= 2010 Missouri elections =

Elections were held in Missouri on Tuesday, November 2, 2010. Primary elections were held on August 3, 2010.

==Federal==
=== United States Senate ===

The candidates on the general election ballot are:
- Roy Blunt (Republican), U.S. Congressman
- Robin Carnahan (Democratic), Missouri Secretary of State
- Jerry Beck (Constitution)
- Jonathan Dine (Libertarian)
- Frazier Miller (Write In), perennial candidate
- Deborah Solomon (Independent)

=== United States House ===

All nine Missouri seats in the United States House of Representatives are up for election in 2010.

==State==
===State Auditor===

2010 Missouri state auditor election
| Party |  | Candidate | Votes | % | ±% |
|---|---|---|---|---|---|
|  | Republican | Tom Schweich | 974,517 | 50.8% |  |
|  | Democratic | Susan Montee (inc.) | 871,867 | 45.5% |  |
|  | Libertarian | Charles Baum | 70,816 | 3.7% |  |
| Majority |  |  | 102,650 | 5.4% |  |
| Turnout |  |  | 1,917,200 | 46.3% |  |
|  | Republican gain from Democratic |  | Swing |  |  |

===State Senate===

Half of the seats of the Missouri Senate were up for election in 2010.

Missouri Senate elections, 2010
| Party |  | Votes | Percentage | Not up | Contested | Before | After | +/– |
|  | Republican | 585,705 | 62.36% | 13 | 10 | 23 | 26 | +3 |
|  | Democratic | 311,264 | 33.14% | 4 | 7 | 11 | 8 | −3 |
|  | Libertarian | 23,559 | 2.51% | 0 | 0 | 0 | 0 | Steady |
|  | Constitution | 12,201 | 1.30% | 0 | 0 | 0 | 0 | Steady |
|  | Independent | 6,512 | 0.69% | 0 | 0 | 0 | 0 | Steady |
| Totals |  | 939,235 | 100.00% | 17 | 17 | 34 | 34 | — |

===State House of Representatives===

All of the seats in the Missouri House of Representatives were up for election in 2010.

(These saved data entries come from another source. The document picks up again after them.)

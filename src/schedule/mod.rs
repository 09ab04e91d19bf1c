//! Schedule page parsing: extraction strategies, enrichment and reconciliation.

pub mod common;
pub mod credits;
pub mod fallback;
pub mod periods;
pub mod reconcile;
pub mod script;
pub mod table;
pub mod teachers;
pub mod weeks;

use crate::context::ParserContext;
use crate::schedule::common::parse_dom;
use crate::schedule::credits::{attach_credits, extract_credits, CreditMap};
use crate::schedule::periods::apply_period_display;
use crate::schedule::reconcile::{merge_duplicates, merge_or_add};
use crate::schedule::table::{scan_cells, CellSelection};
use crate::schedule::teachers::{extract_teacher_correlation, extract_teacher_ids, resolve_teachers};
use crate::types::{CourseRecord, ExtractionSource, ParsedSchedule, SemesterInfo};
use std::collections::HashMap;
use tl::VDom;

#[derive(Debug, Clone, PartialEq, Eq, thiserror::Error)]
pub enum StrategyError {
    #[error("no courses found")]
    Empty,
    #[error("could not parse document: {0}")]
    Document(String),
}

/// One schedule page, parsed once and shared by every strategy.
pub struct SchedulePage<'a> {
    pub html: &'a str,
    pub periods_per_day: u32,
    dom: Result<VDom<'a>, String>,
}

impl<'a> SchedulePage<'a> {
    pub fn new(html: &'a str, periods_per_day: u32) -> Self {
        Self {
            html,
            periods_per_day,
            dom: parse_dom(html),
        }
    }

    pub fn dom(&self) -> Result<&VDom<'a>, StrategyError> {
        self.dom
            .as_ref()
            .map_err(|message| StrategyError::Document(message.clone()))
    }
}

pub trait ScheduleStrategy: Send + Sync {
    fn source(&self) -> ExtractionSource;

    fn extract(
        &self,
        page: &SchedulePage<'_>,
        context: &ParserContext,
    ) -> Result<Vec<CourseRecord>, StrategyError>;
}

fn non_empty(records: Vec<CourseRecord>) -> Result<Vec<CourseRecord>, StrategyError> {
    if records.is_empty() {
        Err(StrategyError::Empty)
    } else {
        Ok(records)
    }
}

pub struct ScriptStrategy;

impl ScheduleStrategy for ScriptStrategy {
    fn source(&self) -> ExtractionSource {
        ExtractionSource::Script
    }

    fn extract(
        &self,
        page: &SchedulePage<'_>,
        context: &ParserContext,
    ) -> Result<Vec<CourseRecord>, StrategyError> {
        let statements = script::find_statements(page.html, context);
        tracing::info!("[Schedule] Found {} activity statements", statements.len());
        let mut records = Vec::new();
        for record in script::records_from_statements(&statements, context) {
            merge_or_add(&mut records, record, context.config.trace_merges);
        }
        non_empty(records)
    }
}

pub struct RowSpanTableStrategy;

impl ScheduleStrategy for RowSpanTableStrategy {
    fn source(&self) -> ExtractionSource {
        ExtractionSource::Table
    }

    fn extract(
        &self,
        page: &SchedulePage<'_>,
        context: &ParserContext,
    ) -> Result<Vec<CourseRecord>, StrategyError> {
        let records = scan_cells(
            page.dom()?,
            page.periods_per_day,
            CellSelection::RowSpan,
            context,
        );
        tracing::info!("[Schedule] Found {} row-span cells", records.len());
        non_empty(records)
    }
}

pub struct FallbackStrategy;

impl ScheduleStrategy for FallbackStrategy {
    fn source(&self) -> ExtractionSource {
        ExtractionSource::Fallback
    }

    fn extract(
        &self,
        page: &SchedulePage<'_>,
        context: &ParserContext,
    ) -> Result<Vec<CourseRecord>, StrategyError> {
        non_empty(fallback::scan_fallback(
            page.html,
            page.dom()?,
            page.periods_per_day,
            context,
        ))
    }
}

/// Strategies grouped by tier. Results within a tier are merged; the first
/// tier producing any record wins.
pub static STRATEGY_TIERS: [&[&dyn ScheduleStrategy]; 2] = [
    &[&ScriptStrategy, &RowSpanTableStrategy],
    &[&FallbackStrategy],
];

fn combine_sources(current: Option<ExtractionSource>, next: ExtractionSource) -> ExtractionSource {
    match (current, next) {
        (None, next) => next,
        (Some(ExtractionSource::Script), ExtractionSource::Table)
        | (Some(ExtractionSource::Table), ExtractionSource::Script) => {
            ExtractionSource::ScriptAndTable
        }
        (Some(current), _) => current,
    }
}

/// Runs the strategy tiers and returns the merged partial records of the
/// first productive tier.
pub fn run_strategies(
    page: &SchedulePage<'_>,
    context: &ParserContext,
) -> (Vec<CourseRecord>, ExtractionSource) {
    let trace = context.config.trace_merges;

    for (tier_index, tier) in STRATEGY_TIERS.iter().enumerate() {
        let mut records = Vec::new();
        let mut source = None;

        for strategy in tier.iter() {
            match strategy.extract(page, context) {
                Ok(found) => {
                    tracing::info!(
                        "[Schedule] {:?} strategy produced {} records",
                        strategy.source(),
                        found.len()
                    );
                    source = Some(combine_sources(source, strategy.source()));
                    for record in found {
                        merge_or_add(&mut records, record, trace);
                    }
                }
                Err(StrategyError::Empty) => {
                    tracing::debug!("[Schedule] {:?} strategy found nothing", strategy.source());
                }
                Err(e) => {
                    tracing::warn!("[Schedule] {:?} strategy failed: {}", strategy.source(), e);
                }
            }
        }

        if let (false, Some(source)) = (records.is_empty(), source) {
            tracing::info!(
                "[Schedule] Tier {} yielded {} records",
                tier_index + 1,
                records.len()
            );
            return (records, source);
        }
    }

    tracing::warn!("[Schedule] No strategy found any courses");
    (Vec::new(), ExtractionSource::Empty)
}

/// `var unitCount = N;` from the page, or the configured default.
pub fn extract_periods_per_day(html: &str, context: &ParserContext) -> u32 {
    let declared = context
        .patterns
        .unit_count
        .captures(html)
        .and_then(|captures| captures[1].parse::<u32>().ok())
        .filter(|count| *count > 0);
    match declared {
        Some(count) => count,
        None => {
            tracing::debug!(
                "[Schedule] No unitCount declared, using {}",
                context.config.default_periods_per_day
            );
            context.config.default_periods_per_day
        }
    }
}

pub fn extract_semester(html: &str, context: &ParserContext) -> Option<SemesterInfo> {
    let captures = context.patterns.semester.captures(html)?;
    Some(SemesterInfo {
        year: captures[1].to_string(),
        term: captures[2].to_string(),
    })
}

fn first_period(record: &CourseRecord) -> Option<u32> {
    record.periods.first().copied()
}

fn parse_records(
    html: &str,
    periods_per_day: u32,
    context: &ParserContext,
) -> (Vec<CourseRecord>, ExtractionSource) {
    let periods_per_day = if periods_per_day == 0 {
        tracing::warn!(
            "[Schedule] periodsPerDay of 0 replaced by {}",
            context.config.default_periods_per_day
        );
        context.config.default_periods_per_day
    } else {
        periods_per_day
    };

    let page = SchedulePage::new(html, periods_per_day);
    let (mut records, source) = run_strategies(&page, context);
    if records.is_empty() {
        return (records, source);
    }

    let (credits, correlation) = match page.dom() {
        Ok(dom) => (
            extract_credits(html, dom, context),
            extract_teacher_correlation(dom, context),
        ),
        Err(e) => {
            tracing::warn!("[Schedule] Skipping table enrichment: {}", e);
            (CreditMap::new(), HashMap::new())
        }
    };
    attach_credits(&mut records, &credits);
    let directory = extract_teacher_ids(html, context);
    resolve_teachers(&mut records, &directory, &correlation);

    let mut courses = merge_duplicates(records, context.config.trace_merges);
    apply_period_display(&mut courses, &context.config.period_label);
    courses.sort_by(|left, right| {
        left.day_of_week
            .cmp(&right.day_of_week)
            .then_with(|| first_period(left).cmp(&first_period(right)))
            .then_with(|| left.name.cmp(&right.name))
    });

    (courses, source)
}

/// Parses one schedule page into its canonical, deduplicated course list.
pub fn parse_schedule(
    html: &str,
    periods_per_day: u32,
    context: &ParserContext,
) -> Vec<CourseRecord> {
    parse_records(html, periods_per_day, context).0
}

/// Like [`parse_schedule`], reading `periodsPerDay` and the semester banner
/// from the page itself.
pub fn parse_schedule_page(html: &str, context: &ParserContext) -> ParsedSchedule {
    let periods_per_day = extract_periods_per_day(html, context);
    let semester = extract_semester(html, context);
    let (courses, source) = parse_records(html, periods_per_day, context);
    tracing::info!(
        "[Schedule] Parsed {} courses ({:?}, {} periods per day)",
        courses.len(),
        source,
        periods_per_day
    );
    ParsedSchedule {
        semester,
        periods_per_day,
        source,
        courses,
    }
}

Missouri House of Representatives elections, 2010
| Party |  | Votes | Percentage | Before | After | +/– |
|  | Republican | 1,075,925 | 59.28% | 89 | 105 | +16 |
|  | Democratic | 707,428 | 38.98% | 74 | 58 | −16 |
|  | Libertarian | 10,483 | 0.58% | 0 | 0 | Steady |
|  | Constitution | 12,414 | 0.68% | 0 | 0 | Steady |
|  | Independent /Write-In | 8,165 | 0.48% | 0 | 0 | Steady |
| Totals |  | 1,815,013 | - | 163 | 163 | — |

===Judicial positions===
Multiple judicial positions were up for election in 2010.
- Missouri judicial elections, 2010 at Judgepedia

===Ballot measures===
Six ballot measures were certified for the 2010 statewide ballot. One of them was approved on the August 3, 2010 ballot, and the remaining five were on the November 2, 2010 ballot.
- Missouri 2010 ballot measures at Ballotpedia

Amendment B results by county

==Local==
Many elections for county offices will also be held on November 2, 2010.